_Stored data_
____
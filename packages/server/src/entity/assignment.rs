use sea_orm::entity::prelude::*;
use serde::{Deserialize, Serialize};

#[sea_orm::model]
#[derive(Clone, Debug, PartialEq, Eq, DeriveEntityModel, Serialize, Deserialize)]
#[sea_orm(table_name = "assignment")]
pub struct Model {
    #[sea_orm(primary_key)]
    pub id: i32,

    pub title: String,
    pub start_date: DateTimeUtc,
    pub due_date: DateTimeUtc,

    pub lesson_id: i32,
    #[sea_orm(belongs_to, from = "lesson_id", to = "id")]
    pub lesson: BelongsTo<super::lesson::Entity>,

    #[sea_orm(has_many)]
    pub results: HasMany<super::result::Entity>,
}

impl ActiveModelBehavior for ActiveModel {}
____
_WHAT THE EXERCISE ASKS_
All of the data above must be repeated exactly.

_ANSWER TO THIS PROBLEM_
filename packages/server/src/entity/assignment.rs
use sea_orm::entity::prelude::*;
use serde::{Deserialize, Serialize};

#[sea_orm::model]
#[derive(Clone, Debug, PartialEq, Eq, DeriveEntityModel, Serialize, Deserialize)]
#[sea_orm(table_name = "assignment")]
pub struct Model {
    #[sea_orm(primary_key)]
    pub id: i32,

    pub title: String,
    pub start_date: DateTimeUtc,
    pub due_date: DateTimeUtc,

    pub lesson_id: i32,
    #[sea_orm(belongs_to, from = "lesson_id", to = "id")]
    pub lesson: BelongsTo<super::lesson::Entity>,

    #[sea_orm(has_many)]
    pub results: HasMany<super::result::Entity>,
}

impl ActiveModelBehavior for ActiveModel {}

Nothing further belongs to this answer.